• [What you need to do]: Filter the records below for the word "CatalogError". Copy each line that holds it.

Supplied data Block Start

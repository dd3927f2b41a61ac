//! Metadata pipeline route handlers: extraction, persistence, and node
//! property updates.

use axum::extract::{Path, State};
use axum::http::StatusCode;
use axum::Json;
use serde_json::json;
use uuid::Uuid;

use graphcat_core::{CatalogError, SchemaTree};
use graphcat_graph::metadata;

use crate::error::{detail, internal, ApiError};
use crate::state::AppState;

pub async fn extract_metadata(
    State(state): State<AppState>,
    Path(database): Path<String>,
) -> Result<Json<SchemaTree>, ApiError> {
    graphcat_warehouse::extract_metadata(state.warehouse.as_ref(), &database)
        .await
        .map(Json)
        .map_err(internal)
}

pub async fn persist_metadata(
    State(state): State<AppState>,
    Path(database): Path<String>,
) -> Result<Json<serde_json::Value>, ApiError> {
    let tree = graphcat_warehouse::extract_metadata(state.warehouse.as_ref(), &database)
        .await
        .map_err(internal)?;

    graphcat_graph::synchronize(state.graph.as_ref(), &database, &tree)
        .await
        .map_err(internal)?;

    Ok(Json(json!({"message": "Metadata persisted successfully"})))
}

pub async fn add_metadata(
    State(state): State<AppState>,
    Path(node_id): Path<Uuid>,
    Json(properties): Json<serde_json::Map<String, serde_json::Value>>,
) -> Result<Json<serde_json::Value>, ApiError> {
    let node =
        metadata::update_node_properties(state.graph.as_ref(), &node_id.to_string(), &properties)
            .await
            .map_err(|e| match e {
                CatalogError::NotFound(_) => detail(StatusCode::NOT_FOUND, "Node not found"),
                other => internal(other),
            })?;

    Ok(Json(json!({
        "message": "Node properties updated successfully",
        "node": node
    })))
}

Supplied data Block End

• [Result of this exercise]:
use graphcat_core::{CatalogError, SchemaTree};
                CatalogError::NotFound(_) => detail(StatusCode::NOT_FOUND, "Node not found"),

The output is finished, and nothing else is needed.